→ Exercise details: What lines of the material below hold the string "Result"? Copy them out.
== Segment start ==
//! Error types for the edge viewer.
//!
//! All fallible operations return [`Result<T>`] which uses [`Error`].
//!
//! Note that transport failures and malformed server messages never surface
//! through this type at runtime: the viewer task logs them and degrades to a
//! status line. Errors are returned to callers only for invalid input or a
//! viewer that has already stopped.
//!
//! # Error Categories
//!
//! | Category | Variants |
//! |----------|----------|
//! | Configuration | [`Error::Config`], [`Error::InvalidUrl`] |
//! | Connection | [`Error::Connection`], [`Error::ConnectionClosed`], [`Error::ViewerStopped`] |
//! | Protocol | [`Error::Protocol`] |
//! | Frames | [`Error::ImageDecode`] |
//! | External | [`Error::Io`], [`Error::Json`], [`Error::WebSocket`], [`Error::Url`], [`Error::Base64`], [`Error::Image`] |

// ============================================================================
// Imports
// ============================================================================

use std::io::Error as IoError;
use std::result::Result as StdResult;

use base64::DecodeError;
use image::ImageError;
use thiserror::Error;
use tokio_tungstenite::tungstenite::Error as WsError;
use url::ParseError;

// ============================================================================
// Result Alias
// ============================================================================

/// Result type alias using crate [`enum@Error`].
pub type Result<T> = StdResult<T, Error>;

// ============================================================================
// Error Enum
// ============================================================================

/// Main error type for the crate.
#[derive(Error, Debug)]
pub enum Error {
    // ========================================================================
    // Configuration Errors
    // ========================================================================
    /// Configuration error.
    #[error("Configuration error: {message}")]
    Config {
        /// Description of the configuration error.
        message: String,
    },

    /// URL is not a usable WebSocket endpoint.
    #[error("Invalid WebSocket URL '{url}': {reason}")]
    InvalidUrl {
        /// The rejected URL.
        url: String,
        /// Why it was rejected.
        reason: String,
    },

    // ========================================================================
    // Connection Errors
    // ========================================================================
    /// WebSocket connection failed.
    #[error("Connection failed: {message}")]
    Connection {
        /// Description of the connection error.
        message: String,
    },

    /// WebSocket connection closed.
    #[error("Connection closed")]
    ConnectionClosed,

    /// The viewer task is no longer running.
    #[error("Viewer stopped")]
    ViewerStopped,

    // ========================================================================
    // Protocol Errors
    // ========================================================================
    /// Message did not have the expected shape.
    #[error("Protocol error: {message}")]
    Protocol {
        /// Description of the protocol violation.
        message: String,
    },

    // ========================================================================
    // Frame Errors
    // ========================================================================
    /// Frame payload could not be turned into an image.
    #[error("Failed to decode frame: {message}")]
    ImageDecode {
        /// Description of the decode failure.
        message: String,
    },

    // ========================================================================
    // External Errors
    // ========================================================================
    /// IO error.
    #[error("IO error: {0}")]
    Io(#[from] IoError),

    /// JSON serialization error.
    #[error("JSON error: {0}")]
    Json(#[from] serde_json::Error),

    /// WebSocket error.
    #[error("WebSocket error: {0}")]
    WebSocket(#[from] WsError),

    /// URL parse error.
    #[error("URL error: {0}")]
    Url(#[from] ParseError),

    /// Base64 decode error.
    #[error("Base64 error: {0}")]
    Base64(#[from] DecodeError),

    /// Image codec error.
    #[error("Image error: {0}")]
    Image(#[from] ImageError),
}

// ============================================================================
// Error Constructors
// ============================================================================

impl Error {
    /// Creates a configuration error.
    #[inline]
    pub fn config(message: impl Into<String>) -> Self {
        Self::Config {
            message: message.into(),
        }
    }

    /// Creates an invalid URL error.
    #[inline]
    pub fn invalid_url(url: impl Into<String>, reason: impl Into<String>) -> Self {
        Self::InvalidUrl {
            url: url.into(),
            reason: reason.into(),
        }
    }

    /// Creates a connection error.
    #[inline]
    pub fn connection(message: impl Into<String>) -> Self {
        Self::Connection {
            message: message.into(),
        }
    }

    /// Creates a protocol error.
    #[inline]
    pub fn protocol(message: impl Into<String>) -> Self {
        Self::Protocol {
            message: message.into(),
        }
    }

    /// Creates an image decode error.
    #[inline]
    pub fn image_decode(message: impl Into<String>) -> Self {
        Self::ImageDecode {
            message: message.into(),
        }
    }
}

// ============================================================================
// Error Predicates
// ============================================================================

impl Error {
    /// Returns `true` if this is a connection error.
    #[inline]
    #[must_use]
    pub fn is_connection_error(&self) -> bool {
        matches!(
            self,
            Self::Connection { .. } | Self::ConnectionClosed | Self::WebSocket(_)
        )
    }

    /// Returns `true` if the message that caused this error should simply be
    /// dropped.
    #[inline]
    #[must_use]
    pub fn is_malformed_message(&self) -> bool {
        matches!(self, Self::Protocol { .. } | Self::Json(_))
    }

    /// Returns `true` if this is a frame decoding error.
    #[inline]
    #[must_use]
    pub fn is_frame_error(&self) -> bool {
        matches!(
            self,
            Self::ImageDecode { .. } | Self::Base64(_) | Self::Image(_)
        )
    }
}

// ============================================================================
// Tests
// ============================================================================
== Segment end ==
→ Written response:
//! All fallible operations return [`Result<T>`] which uses [`Error`].
use std::result::Result as StdResult;
// Result Alias
/// Result type alias using crate [`enum@Error`].
pub type Result<T> = StdResult<T, Error>;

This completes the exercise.